When Rescue 01 was still about 80 miles from Piper, the aircraft crew radioed the rescue coordination centre that they could already see the fire. Rescue 01 arrived at the scene at 23:27. Three minutes later the first search-and-rescue helicopter, Rescue 137, reached Tharos, followed by the arrival of Rescue 117, Rescue 138 and Rescue 131 at 23:44, 23:48 and 23:53 hours respectively. Tharos requested Rescue 138 to evacuate 12 nonessential personnel to make room for incoming casualties. The helicopter transferred them to nearby Ocean Victory, before returning with paramedics. The search-and-rescue helicopters made unsuccessful sweeps for survivors in the water and ferried injured survivors from rescue vessels to Tharos and to Aberdeen Royal Infirmary.

A civilian Sikorsky S-61 of Bristow Helicopters carrying a medical emergency team arrived at the scene by 1:20 on 7 July. At 2:00 another helicopter landed on Tharos with the Offshore Specialist Team from Aberdeen Royal Infirmary, with a significant amount of medical equipment. The last survivors were picked up by Rescue 138 from Tharos at 7:25. By 8:15, 63 personnel (among whom one survivor who subsequently died and the surviving member of the crew of Sandhaven's FRC) had been brought ashore. Aircraft were used to search the area of the platform until the afternoon hours.

== Casualties and survivors ==
At the time of the disaster, 226 people were on the platform; 165 died and 61 survived. Two men from Sandhaven were also killed in attempts to pick up survivors in a fast rescue boat. Of the 135 deceased whose bodies were recovered, the vast majority died from inhalation of smoke and gas, with only four indicating death from burning, and several others from injury sustained from jumping into the sea. Thirty bodies were never recovered.

Since both the lifeboats and the helideck were impaired by smoke or flames, all the survivors were among those that jumped to the water from various decks or climbed down knotted ropes. (Note: Psychologist and human error expert James Reason has called this a "successful violation", in that survivors were those that decided to violate established, but flawed, procedures. Those that remained in the canteen as instructed were instead victims of mistaken compliance (or "mispliance", in Reason's terminology).) Five were the survivors that jumped off the helideck from a height of 175 feet into the North Sea. Luckily, the sea conditions were calm on the evening of the disaster. The largest number of survivors (37 out of 61) were recovered by MV Silver Pit or her fast rescue boat, whose coxswain James Clark later received the George Medal, as did Iain Letham of the Sandhaven. Others awarded the George Medal were Charles Haffey from Methil, Andrew Kiloh from Aberdeen, and James McNeill from Oban. Sandhaven crewmates Malcolm Storey, from Alness, and Brian Batchelor, from Scunthorpe, were awarded George Medals posthumously.

==Aftermath==

Controversy exists about whether time was sufficient for a more effective emergency evacuation. Systems critical for emergency management such as the public announcement/general alarm, emergency power, safe haven, and—crucially—the lifeboats, were destroyed or impaired due to poor platform design. Executing the actions described in the emergency response plan became effectively impossible. Additionally, the OIM was perhaps not capable of thinking outside the established procedures and of ordering an improvised evacuation.

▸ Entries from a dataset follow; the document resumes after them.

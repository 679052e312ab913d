//! # Processors
//!
//! Generators and enrichers are named processors selected and ordered by a
//! [`ProcessorConfig`].
//!
//! - **Generators** ([`Generator`]) run once per invocation, before any
//!   platform pass, and customize the image configuration.
//! - **Enrichers** ([`Enricher`]) run in two stages on a
//!   [`ResourceListBuilder`]: `create_defaults` synthesizes missing resources
//!   (a default controller, a service, routes), `enrich` completes existing
//!   ones (labels, health checks, triggers).
//!
//! A [`ProcessorRegistry`] maps names to processors and resolves the
//! configured chain once, before a pass starts. Each processor reads its own
//! settings from `config.<processor-name>` of the chain's configuration.

pub mod enrichers;
pub mod generators;

use crate::config::{ProcessorConfig, ProjectConfig, ResourcesConfig};
use crate::error::{Error, Result};
use crate::image::ImageConfiguration;
use crate::resource::{PlatformMode, ResourceListBuilder};

/// Anything that can be looked up by name in a [`ProcessorRegistry`].
pub trait Processor {
    fn name(&self) -> &'static str;
}

/// Read-only state shared by every enricher of a run.
#[derive(Debug, Clone, Copy)]
pub struct EnricherContext<'a> {
    pub project: &'a ProjectConfig,
    pub images: &'a [ImageConfiguration],
    pub resources: &'a ResourcesConfig,
    /// Name given to synthesized resources unless configured otherwise.
    pub default_name: &'a str,
}

/// A processor that creates and completes resource items.
pub trait Enricher: Processor {
    /// Platforms this enricher runs on.
    fn supports(&self, _platform: PlatformMode) -> bool {
        true
    }

    /// Add resources that are missing from `builder`. Must be idempotent.
    fn create_defaults(
        &self,
        _platform: PlatformMode,
        _ctx: &EnricherContext<'_>,
        _config: &ProcessorConfig,
        _builder: &mut ResourceListBuilder,
    ) -> Result<()> {
        Ok(())
    }

    /// Complete the resources in `builder`.
    fn enrich(
        &self,
        _platform: PlatformMode,
        _ctx: &EnricherContext<'_>,
        _config: &ProcessorConfig,
        _builder: &mut ResourceListBuilder,
    ) -> Result<()> {
        Ok(())
    }
}

/// Read-only state shared by every generator.
#[derive(Debug, Clone, Copy)]
pub struct GeneratorContext<'a> {
    pub project: &'a ProjectConfig,
}

/// A processor that derives or adjusts image configuration.
pub trait Generator: Processor {
    fn customize(
        &self,
        ctx: &GeneratorContext<'_>,
        config: &ProcessorConfig,
        images: Vec<ImageConfiguration>,
    ) -> Result<Vec<ImageConfiguration>>;
}

/// Name to processor lookup, kept in registration order.
pub struct ProcessorRegistry<P: Processor + ?Sized> {
    kind: &'static str,
    processors: Vec<Box<P>>,
}

impl<P: Processor + ?Sized> ProcessorRegistry<P> {
    /// Empty registry; `kind` (`"enricher"`, `"generator"`) is used in messages.
    pub fn new(kind: &'static str) -> Self {
        Self {
            kind,
            processors: Vec::new(),
        }
    }

    /// Register a processor. A processor with the same name is replaced in place.
    pub fn register(&mut self, processor: Box<P>) {
        let name = processor.name();
        match self.processors.iter().position(|p| p.name() == name) {
            Some(index) => self.processors[index] = processor,
            None => self.processors.push(processor),
        }
    }

    pub fn by_name(&self, name: &str) -> Option<&P> {
        self.processors
            .iter()
            .find(|p| p.name() == name)
            .map(|p| &**p)
    }

    pub fn names(&self) -> Vec<&'static str> {
        self.processors.iter().map(|p| p.name()).collect()
    }

    /// The chain selected by `config`, in execution order.
    ///
    /// With includes, their order is used and every name must be registered.
    /// Without includes, every registered processor runs in registration
    /// order. Excluded names are dropped either way.
    pub fn all_ordered(&self, config: &ProcessorConfig) -> Result<Vec<&P>> {
        if config.includes.is_empty() {
            return Ok(self
                .processors
                .iter()
                .map(|p| &**p)
                .filter(|p| config.use_processor(p.name()))
                .collect());
        }

        let mut chain = Vec::with_capacity(config.includes.len());
        for name in &config.includes {
            let processor = self.by_name(name).ok_or_else(|| Error::Configuration {
                message: format!("Unknown {} '{}'", self.kind, name),
                hint: Some(format!("Known {}s: {}", self.kind, self.names().join(", "))),
            })?;
            if config.use_processor(name) {
                chain.push(processor);
            }
        }
        Ok(chain)
    }
}

impl ProcessorRegistry<dyn Enricher> {
    /// Registry with every built-in enricher in default order.
    pub fn enrichers() -> Self {
        let mut registry = Self::new("enricher");
        for enricher in enrichers::builtin() {
            registry.register(enricher);
        }
        registry
    }
}

impl ProcessorRegistry<dyn Generator> {
    /// Registry with every built-in generator in default order.
    pub fn generators() -> Self {
        let mut registry = Self::new("generator");
        for generator in generators::builtin() {
            registry.register(generator);
        }
        registry
    }
}

/// Attach the processor's identity to a runtime failure.
///
/// Constraint violations and errors already naming a processor pass through.
pub fn wrap_error(processor: &str, error: Error) -> Error {
    match error {
        Error::ConstraintViolation { .. } | Error::Processor { .. } => error,
        other => Error::Processor {
            processor: processor.to_string(),
            message: other.to_string(),
        },
    }
}

/// Shorthand for a single constraint violation.
pub fn constraint_violation(processor: &str, violation: impl Into<String>) -> Error {
    Error::ConstraintViolation {
        processor: processor.to_string(),
        violations: vec![violation.into()],
    }
}
//! # Error Suggestions
//!
//! Helpers producing error messages that say what went wrong and how to fix
//! it. Used by the CLI commands; library code reports hints through
//! [`Error::Configuration`](crate::error::Error::Configuration).
//!
//! ## Usage
//!
//! ```rust,ignore
//! use resource_forge::suggestions;
//!
//! return Err(suggestions::config_not_found(&path));
//! ```

use std::path::Path;

use crate::defaults::{CONFIG_ENV_VAR, CONFIG_FILE_NAME};

/// The configuration file does not exist.
pub fn config_not_found(path: &Path) -> anyhow::Error {
    anyhow::anyhow!(
        "Configuration file not found: {path}\n\n\
         hint: Create a {CONFIG_FILE_NAME} file in your project root\n\
         hint: Use -c/--config to specify a different path\n\
         hint: Set the {CONFIG_ENV_VAR} environment variable",
        path = path.display()
    )
}

/// A validation target directory does not exist.
pub fn output_dir_not_found(path: &Path) -> anyhow::Error {
    anyhow::anyhow!(
        "Output directory not found: {path}\n\n\
         hint: Run 'resource-forge resource' first to generate manifests\n\
         hint: Pass the classifier directory, e.g. target/forge/openshift",
        path = path.display()
    )
}

/// An unknown platform name was given, with a suggestion for typos.
pub fn unknown_platform(platform: &str) -> anyhow::Error {
    let valid = ["kubernetes", "openshift"];
    let did_you_mean = find_similar(platform, &valid)
        .map(|s| format!("\nhint: Did you mean '{s}'?"))
        .unwrap_or_default();

    anyhow::anyhow!(
        "Unknown platform: {platform}{did_you_mean}\n\n\
         Valid platforms are: {platforms}",
        platforms = valid.join(", ")
    )
}

/// An unknown profile name was given, with a suggestion for typos.
pub fn unknown_profile(name: &str, known: &[&str]) -> anyhow::Error {
    let did_you_mean = find_similar(name, known)
        .map(|s| format!("\nhint: Did you mean '{s}'?"))
        .unwrap_or_default();

    anyhow::anyhow!(
        "No profile '{name}' defined{did_you_mean}\n\n\
         Known profiles are: {profiles}\n\
         hint: Run 'resource-forge profiles' to see where each profile is defined",
        profiles = known.join(", ")
    )
}

/// Find a similar string from a list of candidates using edit distance.
///
/// Returns Some(candidate) if a close match is found (edit distance <= 2).
fn find_similar<'a>(input: &str, candidates: &[&'a str]) -> Option<&'a str> {
    candidates
        .iter()
        .map(|&candidate| (candidate, edit_distance(input, candidate)))
        .filter(|&(_, distance)| distance <= 2 && distance < input.len())
        .min_by_key(|&(_, distance)| distance)
        .map(|(candidate, _)| candidate)
}

/// Levenshtein distance, computed with a single rolling row.
fn edit_distance(a: &str, b: &str) -> usize {
    let b_chars: Vec<char> = b.chars().collect();
    let mut row: Vec<usize> = (0..=b_chars.len()).collect();

    for (i, a_char) in a.chars().enumerate() {
        let mut diagonal = row[0];
        row[0] = i + 1;
        for (j, b_char) in b_chars.iter().enumerate() {
            let substitution = diagonal + usize::from(a_char != *b_char);
            diagonal = row[j + 1];
            row[j + 1] = substitution.min(row[j] + 1).min(diagonal + 1);
        }
    }
    row[b_chars.len()]
}
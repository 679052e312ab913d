//! # Error Handling
//!
//! This module defines the centralized error type for `resource-forge`. It
//! uses `thiserror` to build a single `Error` enum whose variants follow the
//! failure modes of the manifest pipeline:
//!
//! - **Configuration**: bad mapping declarations, unknown profiles, profile
//!   directories that do not resolve. Raised before any output is written.
//! - **Parse**: a fragment could not be turned into resource items (for
//!   example because no `kind` could be determined). Names the file.
//! - **Filter**: placeholder expansion or the copy into the work directory
//!   failed.
//! - **Processor**: a generator or enricher failed; carries the processor
//!   name. `ConstraintViolation` is the distinguished case where a processor
//!   rejected its input with a list of human readable constraints.
//! - **Validation**: the written output did not pass the schema checks.
//!   Whether this aborts the run is decided by the validation policy.
//! - **Write**: an output file could not be written; carries the path.
//! - **Fetch**: a remote fragment could not be retrieved.
//!
//! Library functions return [`Result<T>`], an alias for
//! `std::result::Result<T, Error>`.

use std::path::PathBuf;

use thiserror::Error;

/// Main error type for resource-forge operations
#[derive(Error, Debug)]
pub enum Error {
    /// The build configuration is invalid.
    ///
    /// Includes an optional hint describing how to fix the problem.
    #[error("Configuration error: {message}{}", hint.as_ref().map(|h| format!("\n  hint: {}", h)).unwrap_or_default())]
    Configuration {
        message: String,
        /// Optional hint for how to fix the configuration issue
        hint: Option<String>,
    },

    /// A fragment file could not be parsed into resource items.
    #[error("Cannot parse {}: {message}", file.display())]
    Parse { file: PathBuf, message: String },

    /// Placeholder expansion of a fragment failed.
    #[error("Cannot filter {} to {}: {message}", src.display(), dst.display())]
    Filter {
        src: PathBuf,
        dst: PathBuf,
        message: String,
    },

    /// A generator or enricher failed at runtime.
    #[error("Processor '{processor}' failed: {message}")]
    Processor { processor: String, message: String },

    /// A processor rejected the resources with one or more constraint violations.
    #[error("Constraint violation in '{processor}': {}", violations.join("; "))]
    ConstraintViolation {
        processor: String,
        violations: Vec<String>,
    },

    /// The generated output did not pass validation.
    #[error("Validation of {classifier} resources failed:\n{}", violations.iter().map(|v| format!("  - {}", v)).collect::<Vec<_>>().join("\n"))]
    Validation {
        classifier: String,
        violations: Vec<String>,
    },

    /// An output file could not be written.
    #[error("Failed to write resource to {}: {source}", path.display())]
    Write {
        path: PathBuf,
        #[source]
        source: std::io::Error,
    },

    /// A remote fragment could not be fetched.
    #[error("Failed to fetch remote fragment {url}: {message}")]
    Fetch { url: String, message: String },

    /// A serialization step failed.
    #[error("Serialization error: {message}")]
    Serialization { message: String },

    /// An I/O error, wrapped from `std::io::Error`.
    #[error("I/O error: {0}")]
    Io(#[from] std::io::Error),

    /// A YAML error, wrapped from `serde_yaml::Error`.
    #[error("YAML parsing error: {0}")]
    Yaml(#[from] serde_yaml::Error),

    /// A JSON error, wrapped from `serde_json::Error`.
    #[error("JSON error: {0}")]
    Json(#[from] serde_json::Error),

    /// A regular expression error, wrapped from `regex::Error`.
    #[error("Regex error: {0}")]
    Regex(#[from] regex::Error),

    /// A URL parsing error, wrapped from `url::ParseError`.
    #[error("URL parsing error: {0}")]
    UrlParse(#[from] url::ParseError),
}

impl Error {
    /// Shorthand for a configuration error without a hint.
    pub fn configuration(message: impl Into<String>) -> Self {
        Error::Configuration {
            message: message.into(),
            hint: None,
        }
    }

    /// Whether this error is a constraint violation raised by a processor.
    pub fn is_constraint_violation(&self) -> bool {
        matches!(self, Error::ConstraintViolation { .. })
    }
}

/// A convenient type alias for `Result<T, Error>`.
pub type Result<T> = std::result::Result<T, Error>;
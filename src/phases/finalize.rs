//! Phase 6: Route Filtering and Template Unwrapping
//!
//! Turns the assembled collection into what is written:
//!
//! - With route generation disabled, every item whose kind is `Route`
//!   (compared case-insensitively) is dropped. The order of the remaining
//!   items is kept.
//! - When exactly one item remains and it is a `Template`, that template is
//!   the root of the composite document. Otherwise the root is a `List` of
//!   all remaining items.

use serde_yaml::Value;

use crate::resource::{ResourceCollection, ResourceItem};

/// Root of the composite document.
#[derive(Debug, Clone, PartialEq)]
pub enum OutputEntity {
    /// A single Template, written as is.
    Template(ResourceItem),
    /// Every item, wrapped in a `kind: List`.
    List(ResourceCollection),
}

impl OutputEntity {
    pub fn to_value(&self) -> Value {
        match self {
            OutputEntity::Template(item) => item.value().clone(),
            OutputEntity::List(collection) => collection.to_list_value(),
        }
    }

    pub fn is_template(&self) -> bool {
        matches!(self, OutputEntity::Template(_))
    }
}

/// Copy of `collection` without Routes when `generate_route` is false.
pub fn filter_routes(collection: &ResourceCollection, generate_route: bool) -> ResourceCollection {
    if generate_route {
        return collection.clone();
    }
    ResourceCollection::new(
        collection
            .iter()
            .filter(|item| !item.is_kind("Route"))
            .cloned()
            .collect(),
    )
}

/// The composite root for an already filtered collection.
pub fn unwrap_template(filtered: &ResourceCollection) -> OutputEntity {
    match filtered.items() {
        [single] if single.kind() == "Template" => OutputEntity::Template(single.clone()),
        _ => OutputEntity::List(filtered.clone()),
    }
}

/// Executes Phase 6: returns the composite root and the filtered collection.
pub fn execute(
    collection: &ResourceCollection,
    generate_route: bool,
) -> (OutputEntity, ResourceCollection) {
    let filtered = filter_routes(collection, generate_route);
    (unwrap_template(&filtered), filtered)
}

#[cfg(test)]
mod tests {
    use super::*;

    fn collection(kinds: &[&str]) -> ResourceCollection {
        ResourceCollection::new(
            kinds
                .iter()
                .enumerate()
                .map(|(i, kind)| ResourceItem::new(kind, &format!("item-{}", i)))
                .collect(),
        )
    }

    #[test]
    fn test_routes_kept_when_generating_routes() {
        let input = collection(&["Service", "Route"]);
        let (entity, filtered) = execute(&input, true);
        assert_eq!(filtered, input);
        assert!(!entity.is_template());
    }

    #[test]
    fn test_routes_removed_case_insensitively() {
        let input = ResourceCollection::new(vec![
            ResourceItem::new("Service", "a"),
            ResourceItem::new("route", "b"),
            ResourceItem::new("ROUTE", "c"),
            ResourceItem::new("Deployment", "d"),
        ]);
        let (_, filtered) = execute(&input, false);
        let names: Vec<_> = filtered.iter().map(|i| i.name().unwrap()).collect();
        assert_eq!(names, vec!["a", "d"]);
    }

    #[test]
    fn test_single_template_is_unwrapped() {
        let input = collection(&["Route", "Template"]);
        let (entity, filtered) = execute(&input, false);
        assert_eq!(filtered.len(), 1);
        match entity {
            OutputEntity::Template(item) => assert_eq!(item.name(), Some("item-1")),
            other => panic!("expected template, got {:?}", other),
        }
    }

    #[test]
    fn test_template_next_to_other_items_stays_in_list() {
        let input = collection(&["Template", "Service"]);
        let (entity, _) = execute(&input, true);
        assert!(!entity.is_template());
        assert_eq!(
            entity.to_value().get("kind").and_then(Value::as_str),
            Some("List")
        );
    }

    #[test]
    fn test_empty_collection_is_empty_list() {
        let (entity, filtered) = execute(&ResourceCollection::default(), false);
        assert!(filtered.is_empty());
        assert_eq!(entity, OutputEntity::List(ResourceCollection::default()));
    }
}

It was estimated that the fires had produced flames with a height of about 200 metres and a peak rate of about 100 gigawatts, or three times the total power consumption of the United Kingdom.

Around 670 tonnes of oil were spilled in the accident. On 9 July a slick 3.6 km long and 100 m wide was reported. Force 4 conditions, together with dispersant sprayed from a supply vessel, helped disperse it.

Only two downhole safety valves failed to close, and five oil wells were left burning. The fires were eventually extinguished by a team onboard Tharos led by firefighter Red Adair, who had been asked to intervene by Occidental chairman Armand Hammer. A relief well was started on 14 July. The wells were capped by 22 July by fitting new valves on top, which allowed introduction of kill fluids.

The accommodation modules where the majority of those onboard had taken refuge were recovered from the seabed in late 1988. They were transported to Flotta, where they were searched by a team led by twenty officers of Grampian Police and including divers as well as Occidental, Department of Energy and Health and Safety Executive personnel. The bodies of 87 men were found inside. The remains of the platform were toppled into the sea on 28 March 1989.

The total insured loss of the disaster was about £1.7 billion (£ billion in ), making it one of the costliest man-made catastrophes ever. The event had a considerable impact on North Sea oil and gas production. Piper, Tartan, and Claymore were not the only fields impacted, with Scapa, Highlander and Petronella also having to wait up to 13 months before half production was regained. The total deferred production amounted to 3.2 e9oilbbl of oil.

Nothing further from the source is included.